2.5.09

ITW Classic Archive


Classic Archive : Dans les coulisses de la collection (octobre 2005)
(Source: http://www.ideale-audience.com)

A l’occasion de la sortie de 10 nouveaux titres de Classic Archive en DVD, Jacques Spohr, responsable éditorial de la collection, revient sur ce projet unique qui compte desormais 45 références.



Pouvez-vous d’abord vous présenter (études, parcours....) et raconter comment vous avez commencé à participer au projet Classic Archive?
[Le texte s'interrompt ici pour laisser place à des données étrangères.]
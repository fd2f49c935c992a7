//! Inbound frames
//!
//! One transport message is one frame. Byte 0 is the tag, the rest is an
//! opaque payload handed on untouched:
//!
//! | tag | payload                                   |
//! |-----|-------------------------------------------|
//! | 1   | simulation state snapshot                 |
//! | 2   | identity of this client's entity          |
//! | 3   | keepalive probe, echoed back as tag 5     |

use bytes::{BufMut, Bytes, BytesMut};

/// Server to client frame tags
#[derive(Debug, Clone, Copy, PartialEq, Eq)]
#[repr(u8)]
pub enum FrameTag {
    StateUpdate = 1,
    IdentityAssign = 2,
    KeepaliveProbe = 3,
}

impl FrameTag {
    pub fn from_u8(v: u8) -> Option<Self> {
        match v {
            1 => Some(Self::StateUpdate),
            2 => Some(Self::IdentityAssign),
            3 => Some(Self::KeepaliveProbe),
            _ => None,
        }
    }
}

/// A parsed server frame; payloads share the received buffer
#[derive(Debug, Clone, PartialEq, Eq)]
pub enum InboundFrame {
    StateUpdate(Bytes),
    IdentityAssign(Bytes),
    KeepaliveProbe(Bytes),
    /// Tag this client does not know; ignored
    Unknown { tag: u8 },
    Empty,
}

impl InboundFrame {
    pub fn parse(frame: Bytes) -> Self {
        let Some(&tag) = frame.first() else {
            return Self::Empty;
        };
        let payload = frame.slice(1..);
        match FrameTag::from_u8(tag) {
            Some(FrameTag::StateUpdate) => Self::StateUpdate(payload),
            Some(FrameTag::IdentityAssign) => Self::IdentityAssign(payload),
            Some(FrameTag::KeepaliveProbe) => Self::KeepaliveProbe(payload),
            None => Self::Unknown { tag },
        }
    }
}

/// Build a tagged frame, as the server does
pub fn tagged(tag: u8, payload: &[u8]) -> Bytes {
    let mut buf = BytesMut::with_capacity(1 + payload.len());
    buf.put_u8(tag);
    buf.put_slice(payload);
    buf.freeze()
}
J’ai une formation universitaire, durant laquelle j’ai rédigé un mémoire de maîtrise d’Histoire de l’Art sur la décoration scénique du Parsifal de Wagner depuis sa création, puis un mémoire de DEA sur l’œuvre du cinéaste Hans-Jürgen Syberberg. Déjà donc des préoccupations liées à la musique, au cinéma et à la musique filmée puisque Syberberg avait réalisé en 1982 un Parsifal mémorable. C’est à cette époque, en 1996, que j’ai fait un stage à Idéale Audience pour effectuer la recherche d’archives pour le film de Bruno Monsaingeon sur Sviatoslav Richter, Richter l’Insoumis. En fait cette recherche a duré longtemps et j’ai enchaîné avec un portrait de Julia Varady puis The Art of Piano. Classic Archive était alors à l’état embryonnaire et le producteur de la série, Olivier Charvet, a commencé à m’impliquer petit à petit dans le projet, pour mettre de l’ordre dans des listes énormes. Puis tout naturellement, je suis resté sur le projet et une équipe de production a été constituée pour produire 78 épisodes de 52 minutes, qui sont toujours diffusés par Mezzo. Nous partions de zéro, il fallait entre autres retrouver les contacts de tous les interprètes que nous voulions voir figurer dans la série, ce qui doit représenter plus de 200 contrats. Depuis 5 ans je travaille principalement sur Classic Archive, qui n’est devenu une collection DVD que dans un second temps, en 2002.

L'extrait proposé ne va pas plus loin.